■ **Required action**
The lines you return should be those containing the string "dropped", taken from the data below.

---+---

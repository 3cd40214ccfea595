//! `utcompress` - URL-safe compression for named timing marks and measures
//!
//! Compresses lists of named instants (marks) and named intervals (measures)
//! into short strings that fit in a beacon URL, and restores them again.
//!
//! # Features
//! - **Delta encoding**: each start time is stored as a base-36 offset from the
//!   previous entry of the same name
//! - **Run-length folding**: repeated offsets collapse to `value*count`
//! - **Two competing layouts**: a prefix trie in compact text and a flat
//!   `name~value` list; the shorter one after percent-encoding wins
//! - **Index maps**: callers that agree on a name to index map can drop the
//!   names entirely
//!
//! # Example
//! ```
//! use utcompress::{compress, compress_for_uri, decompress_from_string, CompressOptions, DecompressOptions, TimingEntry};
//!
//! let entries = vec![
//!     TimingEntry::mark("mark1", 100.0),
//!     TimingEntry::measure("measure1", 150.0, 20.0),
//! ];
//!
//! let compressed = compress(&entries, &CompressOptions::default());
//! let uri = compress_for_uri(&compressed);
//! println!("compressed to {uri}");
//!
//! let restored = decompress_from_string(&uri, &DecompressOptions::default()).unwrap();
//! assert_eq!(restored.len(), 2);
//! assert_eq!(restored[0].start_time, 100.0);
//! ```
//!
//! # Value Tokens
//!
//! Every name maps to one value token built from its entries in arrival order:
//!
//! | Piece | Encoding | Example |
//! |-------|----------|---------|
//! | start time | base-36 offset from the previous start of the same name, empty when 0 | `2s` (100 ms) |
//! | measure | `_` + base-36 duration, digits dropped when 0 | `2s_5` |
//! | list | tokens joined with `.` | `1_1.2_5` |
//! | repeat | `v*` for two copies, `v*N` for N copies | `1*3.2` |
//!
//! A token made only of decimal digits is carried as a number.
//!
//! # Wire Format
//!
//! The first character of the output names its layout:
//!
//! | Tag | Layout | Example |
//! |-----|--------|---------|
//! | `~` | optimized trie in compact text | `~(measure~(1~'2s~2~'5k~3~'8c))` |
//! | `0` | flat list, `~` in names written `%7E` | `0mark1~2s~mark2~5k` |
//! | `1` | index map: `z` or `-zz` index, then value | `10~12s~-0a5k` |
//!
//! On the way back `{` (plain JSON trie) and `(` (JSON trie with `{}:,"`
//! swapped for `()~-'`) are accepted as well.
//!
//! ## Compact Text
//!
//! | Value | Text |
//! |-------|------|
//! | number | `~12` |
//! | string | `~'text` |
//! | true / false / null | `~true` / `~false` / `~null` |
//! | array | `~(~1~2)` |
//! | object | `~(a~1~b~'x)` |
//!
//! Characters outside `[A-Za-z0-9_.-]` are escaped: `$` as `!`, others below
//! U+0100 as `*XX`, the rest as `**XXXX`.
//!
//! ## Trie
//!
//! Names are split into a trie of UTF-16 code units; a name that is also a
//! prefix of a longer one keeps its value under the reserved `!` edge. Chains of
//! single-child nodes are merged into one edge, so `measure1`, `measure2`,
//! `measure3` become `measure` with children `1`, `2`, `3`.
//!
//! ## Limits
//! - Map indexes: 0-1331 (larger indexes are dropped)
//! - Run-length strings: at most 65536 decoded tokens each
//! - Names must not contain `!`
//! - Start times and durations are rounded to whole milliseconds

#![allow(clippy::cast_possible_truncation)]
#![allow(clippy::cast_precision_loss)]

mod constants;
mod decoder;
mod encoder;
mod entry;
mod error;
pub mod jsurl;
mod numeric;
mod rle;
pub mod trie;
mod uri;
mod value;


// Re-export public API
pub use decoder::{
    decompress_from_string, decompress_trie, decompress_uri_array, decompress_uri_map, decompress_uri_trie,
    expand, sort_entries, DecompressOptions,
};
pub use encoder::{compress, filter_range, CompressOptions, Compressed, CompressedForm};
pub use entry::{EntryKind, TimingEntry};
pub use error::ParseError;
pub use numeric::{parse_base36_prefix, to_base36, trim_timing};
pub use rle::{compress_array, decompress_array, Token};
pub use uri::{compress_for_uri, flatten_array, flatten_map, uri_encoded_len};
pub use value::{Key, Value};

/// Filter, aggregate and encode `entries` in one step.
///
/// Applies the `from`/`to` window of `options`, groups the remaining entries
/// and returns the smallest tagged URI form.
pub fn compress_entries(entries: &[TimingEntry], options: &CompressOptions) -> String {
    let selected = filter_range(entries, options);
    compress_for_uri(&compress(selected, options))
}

---+---

■ **Response area**
//! | measure | `_` + base-36 duration, digits dropped when 0 | `2s_5` |
//! - Map indexes: 0-1331 (larger indexes are dropped)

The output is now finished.